Whether national courts will treat AI-assisted awards differently at the enforcement or vacatur stage remains an open question. What is clear, however, is that large-scale AI use in arbitration will be scrutinized through the lens of consent, transparency, human oversight, and procedural fairness. In that sense, AI-led arbitration does not eliminate traditional concerns about legitimacy, it reframes them, placing renewed emphasis on how technology is integrated, supervised, and disclosed within the arbitral process. Future models that move closer to fully automated adjudication are likely to collide with these requirements unless they retain a clearly identified human in the loop capable of explaining, revising, and ultimately owning the decision.
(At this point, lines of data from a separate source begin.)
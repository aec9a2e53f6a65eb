/// General-purpose registers.
pub mod gpr;
//! MIPS General-Purpose Register File.
//!
//! This module implements the 32-entry integer register file. It performs the following:
//! 1. **Storage:** Maintains 32 signed 32-bit registers (`$0`-`$31`).
//! 2. **Invariant Enforcement:** Ensures that register `$zero` is hardwired to zero.
//! 3. **Reporting:** Provides a snapshot of the complete register state.

use crate::common::constants::{NUM_REGS, ZERO_REG};

/// General-Purpose Register file.
///
/// Register `$zero` is hardwired to zero; writes to it are ignored.
#[derive(Clone, Debug, Default, PartialEq, Eq)]
pub struct Gpr {
    regs: [i32; NUM_REGS],
}

impl Gpr {
    /// Creates a new general-purpose register file with all registers initialized to zero.
    ///
    /// # Returns
    ///
    /// A new `Gpr` instance with all registers set to 0.
    pub fn new() -> Self {
        Self::default()
    }

    /// Reads a general-purpose register value.
    ///
    /// # Arguments
    ///
    /// * `idx` - Register index (0-31).
    ///
    /// # Returns
    ///
    /// The value stored in the specified register. Register `$zero` always returns 0.
    pub fn read(&self, idx: usize) -> i32 {
        if idx == ZERO_REG { 0 } else { self.regs[idx] }
    }

    /// Writes a value to a general-purpose register.
    ///
    /// # Arguments
    ///
    /// * `idx` - Register index (0-31).
    /// * `val` - The value to write. Ignored for `$zero`.
    pub fn write(&mut self, idx: usize, val: i32) {
        if idx != ZERO_REG {
            self.regs[idx] = val;
        }
    }

    /// Copies out all 32 register values in index order.
    pub const fn snapshot(&self) -> [i32; NUM_REGS] {
        self.regs
    }
}
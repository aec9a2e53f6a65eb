//! Instruction Decode (ID) Stage.
//!
//! This module implements the second stage of the 5-stage pipeline. It derives
//! the control signals for the fetched instruction and handles the control
//! side effects that are known at decode:
//! 1. **Stall Windows:** Branches and jumps open a window of fetch bubbles.
//! 2. **Jump Targets:** `j` redirects `pc.next` immediately.
//!
//! Operand values are not read here; the execute stage reads them once the
//! lock table says they are final.

use tracing::debug;

use crate::core::Cpu;
use crate::core::pipeline::hazards::{StallPolicy, StallWindow};
use crate::core::pipeline::latches::{DecodeEntry, FetchEntry, Latch};
use crate::core::pipeline::signals::ControlSignals;

/// Executes the instruction decode stage of the pipeline.
///
/// # Arguments
///
/// * `cpu` - Mutable reference to the CPU state
/// * `if_id` - Input latch; consumed
/// * `id_ex` - Output latch; overwritten
/// * `window` - Fetch stall window to open for branches and jumps
/// * `policy` - Window lengths for this pipeline depth
pub fn decode_stage(
    cpu: &mut Cpu,
    if_id: &mut Latch<FetchEntry>,
    id_ex: &mut Latch<DecodeEntry>,
    window: &mut StallWindow,
    policy: StallPolicy,
) {
    let fetched = match if_id.take().into_entry() {
        Ok(entry) => entry,
        Err(sentinel) => {
            *id_ex = sentinel;
            return;
        }
    };

    let ctrl = ControlSignals::decode(&fetched.inst);
    if let Some(cycles) = policy.window_for(ctrl.class) {
        window.begin(cycles);
        if cpu.trace {
            debug!(pc = fetched.pc, cycles, "ID  control transfer, stalling fetch");
        }
    }
    if ctrl.jump {
        if let Some(target) = fetched.inst.target() {
            cpu.pc.next = target;
        }
    }

    *id_ex = Latch::Instruction(DecodeEntry {
        pc: fetched.pc,
        inst: fetched.inst,
        ctrl,
        seq: fetched.seq,
    });
}
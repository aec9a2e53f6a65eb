/// Register file.
pub mod arch;

/// Data memory.
pub mod cpu;

/// Pipeline engines, locks, and hazards.
pub mod pipeline;

/// Functional units.
pub mod units;
#![cfg_attr(not(any(test, feature = "std")), no_std)]

extern crate alloc;

use alloc::string::String;

pub mod binding;
#[cfg(feature = "std")]
pub mod blueprint;
pub mod echo;
#[cfg(feature = "std")]
pub mod ffi;
pub mod host;

pub use echo::hello;
pub use host::*;

#[macro_use]
extern crate log;

#[derive(Debug, Clone, PartialEq, Eq, thiserror::Error)]
pub enum BufEchoError {
    /// The call received fewer arguments than the export requires
    #[error("wrong number of arguments: expected {expected}, got {got}")]
    InvalidArgumentCount { expected: usize, got: usize },

    #[error("wrong argument type at position {index}: expected {expected}, got {got}")]
    InvalidArgumentType {
        index: usize,
        expected: &'static str,
        got: &'static str,
    },

    #[error("buffer too small: expected at least {expected} bytes, got {got}")]
    BufferTooSmall { expected: usize, got: usize },

    #[error("output buffer must be exactly {expected} bytes, got {got}")]
    OutputSizeMismatch { expected: usize, got: usize },

    #[error("no export named {0:?}")]
    UnknownExport(String),

    /// A guest supplied region does not fit into its linear memory
    #[error("region {ptr:#x}+{len} is outside of guest memory ({memory_size} bytes)")]
    OutOfBounds {
        ptr: usize,
        len: usize,
        memory_size: usize,
    },

    /// The guest allocator handed back memory overlapping the input buffer
    #[error("guest allocation at {0:#x} overlaps the input buffer")]
    AliasedAllocation(usize),

    #[error("could not load wasm module")]
    WasmLoadError,

    #[error("wasm value has an unexpected type")]
    UnexpectedWasmType,

    // The specified memory was not found
    #[error("no such wasm memory")]
    NoSuchWasmMemory,

    #[error("guest does not export {0:?}")]
    MissingGuestExport(String),

    #[error("guest trapped: {0}")]
    GuestTrap(String),
}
IV. A Human in the loop, the future of AI in Arbitration

The phrase "human in the loop" began as a technical way to describe a person inside a system's chain of action and response.[2] The "loop" is the cycle: information comes in, a decision is made, something happens, and the result feeds back into the next decision. The term stuck because it captures a powerful idea: the human is not merely watching the machine, but sensing, judging, correcting, and sometimes overruling it. Today, in automation and AI, it points to a larger question: where should human judgment still enter when machines can act on their own? The question is no longer whether artificial intelligence will play a role in arbitration, but how far that role will extend.

At the limited end of the spectrum, AI tools that assist with document organization, bundle preparation, and legal research are already embedded in arbitral practice. At an intermediate level, data-driven tools are reshaping arbitrator selection by aggregating experience, mapping conflicts, and expanding visibility beyond familiar networks. At the most ambitious end, initiatives such as the AAA-ICDR's AI-led arbitration framework demonstrate that institutions are prepared to experiment with AI at the adjudicative core of the process. Taken together, these developments suggest that AI-enabled arbitrator tools are likely to become a permanent feature of institutional arbitration. If that is the direction of travel, the arbitration community must be prepared. Preparation, in this context, means not only learning how to use AI tools, but also articulating where human control, responsibility, and explanation must remain non-negotiable.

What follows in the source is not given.